::: Data shown :::
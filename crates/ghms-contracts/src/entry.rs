//! Audit entry types.
//!
//! `EntryFields` is the hashed content of an entry.  `PendingEntry` is an
//! entry that has been hashed but not yet given a position by the store, and
//! `AuditEntry` is the committed, immutable ledger row.

use std::collections::BTreeMap;

use chrono::{DateTime, Utc};
use serde::{Deserialize, Serialize};
use serde_json::Value;

/// The `prev_hash` of the first entry in every ledger.
pub const GENESIS_HASH: &str = "GENESIS";

/// Open metadata attached to an entry.
///
/// A `BTreeMap` keeps the top level ordered; nested objects are
/// canonicalized separately before hashing.
pub type Extra = BTreeMap<String, Value>;

/// Every field of an entry that contributes to its hash, apart from
/// `prev_hash`.
#[derive(Debug, Clone, PartialEq, Serialize, Deserialize)]
pub struct EntryFields {
    /// When the audited action happened (UTC, microsecond precision).
    ///
    /// Set by the ledger at append time; callers cannot supply it.
    pub timestamp: DateTime<Utc>,

    /// Short action code, e.g. `"LOGIN"` or `"PATIENT_REGISTERED"`.
    pub action: String,

    /// The acting principal.  `None` for system-initiated events.
    #[serde(default)]
    pub actor_id: Option<String>,

    /// Kind of the affected domain entity, e.g. `"Patient"`.
    #[serde(default)]
    pub object_type: Option<String>,

    /// Identifier of the affected domain entity, e.g. `"KEN-00001"`.
    #[serde(default)]
    pub object_id: Option<String>,

    /// Client address of the request that caused the event, if known.
    #[serde(default)]
    pub ip_address: Option<String>,

    /// Arbitrary JSON metadata.
    #[serde(default)]
    pub extra: Extra,
}

/// A hashed entry waiting for the store to assign its `sequence_id`.
#[derive(Debug, Clone, PartialEq, Serialize, Deserialize)]
pub struct PendingEntry {
    pub fields: EntryFields,
    pub prev_hash: String,
    pub curr_hash: String,
}

/// A committed ledger entry.
///
/// Entries are never updated or deleted.  Changing any field, including
/// anything nested inside `extra`, makes `curr_hash` disagree with the
/// recomputed hash, which chain verification reports.
#[derive(Debug, Clone, PartialEq, Serialize, Deserialize)]
pub struct AuditEntry {
    /// Position in the ledger, assigned by the store.  Strictly increasing.
    pub sequence_id: u64,

    #[serde(flatten)]
    pub fields: EntryFields,

    /// `curr_hash` of the preceding entry, or [`GENESIS_HASH`].
    pub prev_hash: String,

    /// Lowercase hex SHA-256 of the canonical serialization.
    pub curr_hash: String,
}

impl AuditEntry {
    /// Commit a pending entry at the given position.
    pub fn from_pending(sequence_id: u64, pending: PendingEntry) -> Self {
        Self {
            sequence_id,
            fields: pending.fields,
            prev_hash: pending.prev_hash,
            curr_hash: pending.curr_hash,
        }
    }

    /// True if this entry claims to be the first entry of the ledger.
    pub fn is_genesis(&self) -> bool {
        self.prev_hash == GENESIS_HASH
    }

    /// The actor id, or `"system"` when the event had no actor.
    pub fn actor_label(&self) -> &str {
        self.fields.actor_id.as_deref().unwrap_or("system")
    }

    /// `"<type>#<id>"`, with empty parts for absent references.
    pub fn object_label(&self) -> String {
        format!(
            "{}#{}",
            self.fields.object_type.as_deref().unwrap_or(""),
            self.fields.object_id.as_deref().unwrap_or("")
        )
    }
}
:::
▶ [Assigned task]: Across the records, count the lines that contain the word "given" and give that figure alone.

▶ [Answer for this exercise]: 2